Problem
Only one stretch of the listing below is wanted. Begin at the line that has "task for stdio providers", stop after the line that has "pub trait Transport: Send", and repeat every line in between exactly.

▶

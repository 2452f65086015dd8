//! Transports for provider connections.
//!
//! The factory turns declarative `TransportConfig` into a concrete
//! transport; each transport performs the MCP handshake with a timeout and
//! returns a live client.

pub mod http;
pub mod resolution;
pub mod stdio;
pub mod websocket;

pub use resolution::resolve_command_path;

use crate::client::{McpClient, ProviderClientHandler};
use async_trait::async_trait;
use conductor_core::{ConductorError, ProviderConfig, ServerLogger, TransportConfig};
use std::sync::Arc;
use std::time::Duration;
use tokio::process::Child;
use tokio::task::JoinHandle;
use url::Url;

/// Supplies a bearer token for authenticated network transports
#[async_trait]
pub trait TokenProvider: Send + Sync {
    async fn bearer_token(&self) -> Result<String, ConductorError>;
}

/// A live provider connection plus the process resources backing it
pub struct ConnectedProvider {
    pub client: McpClient,
    /// Child process for stdio providers; killed on drop
    pub child: Option<Child>,
    /// Stderr forwarding task for stdio providers
    pub stderr_task: Option<JoinHandle<()>>,
}

impl ConnectedProvider {
    pub fn network(client: McpClient) -> Self {
        Self {
            client,
            child: None,
            stderr_task: None,
        }
    }
}

#[async_trait]
pub trait Transport: Send + Sync {
    /// Perform the MCP handshake. Classifies failures into the shared
    /// taxonomy: timeouts, auth rejections, everything else.
    async fn connect(
        &self,
        handler: ProviderClientHandler,
    ) -> Result<ConnectedProvider, ConductorError>;

    fn kind(&self) -> &'static str;

    fn description(&self) -> String;
}

impl std::fmt::Debug for dyn Transport {
    fn fmt(&self, f: &mut std::fmt::Formatter<'_>) -> std::fmt::Result {
        f.debug_struct("Transport")
            .field("kind", &self.kind())
            .finish()
    }
}

pub struct TransportFactory;

impl TransportFactory {
    /// Build a transport from provider configuration.
    ///
    /// Fails fast on unresolvable commands and malformed URLs so callers
    /// can distinguish configuration problems from connection problems.
    pub fn create(
        provider_id: &str,
        config: &ProviderConfig,
        token_provider: Option<Arc<dyn TokenProvider>>,
        logger: Arc<ServerLogger>,
    ) -> Result<Box<dyn Transport>, ConductorError> {
        let connect_timeout = config.connect_timeout();
        match &config.transport {
            TransportConfig::Stdio { command, args, env } => {
                let command_path = resolve_command_path(command).ok_or_else(|| {
                    ConductorError::TransportCreation {
                        provider_id: provider_id.to_string(),
                        reason: format!(
                            "command not found: {command}. Ensure it's installed and in PATH."
                        ),
                    }
                })?;
                Ok(Box::new(stdio::StdioTransport::new(
                    provider_id.to_string(),
                    command_path,
                    args.clone(),
                    env.clone(),
                    logger,
                    connect_timeout,
                )))
            }
            TransportConfig::Websocket { url } => {
                let url = parse_url(provider_id, url)?;
                Ok(Box::new(websocket::WebsocketTransport::new(
                    provider_id.to_string(),
                    url,
                    token_provider,
                    logger,
                    connect_timeout,
                )))
            }
            TransportConfig::StreamableHttp { url } => {
                let url = parse_url(provider_id, url)?;
                Ok(Box::new(http::StreamableHttpTransport::new(
                    provider_id.to_string(),
                    url,
                    token_provider,
                    logger,
                    connect_timeout,
                )))
            }
        }
    }
}

fn parse_url(provider_id: &str, url: &str) -> Result<Url, ConductorError> {
    Url::parse(url).map_err(|e| ConductorError::TransportCreation {
        provider_id: provider_id.to_string(),
        reason: format!("invalid URL '{url}': {e}"),
    })
}

/// Map a handshake timeout race result into the error taxonomy
pub(crate) fn classify_connect_error(
    provider_id: &str,
    error: impl std::fmt::Display,
) -> ConductorError {
    let message = error.to_string();
    if conductor_core::error::is_auth_error(&message) {
        ConductorError::AuthRequired(provider_id.to_string())
    } else {
        ConductorError::Other(anyhow::anyhow!("MCP handshake failed: {message}"))
    }
}

pub(crate) fn timeout_error(provider_id: &str, timeout: Duration) -> ConductorError {
    ConductorError::ConnectionTimeout {
        provider_id: provider_id.to_string(),
        timeout,
    }
}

◀

Solution to this exercise
    /// Stderr forwarding task for stdio providers
    pub stderr_task: Option<JoinHandle<()>>,
}

impl ConnectedProvider {
    pub fn network(client: McpClient) -> Self {
        Self {
            client,
            child: None,
            stderr_task: None,
        }
    }
}

#[async_trait]
pub trait Transport: Send + Sync {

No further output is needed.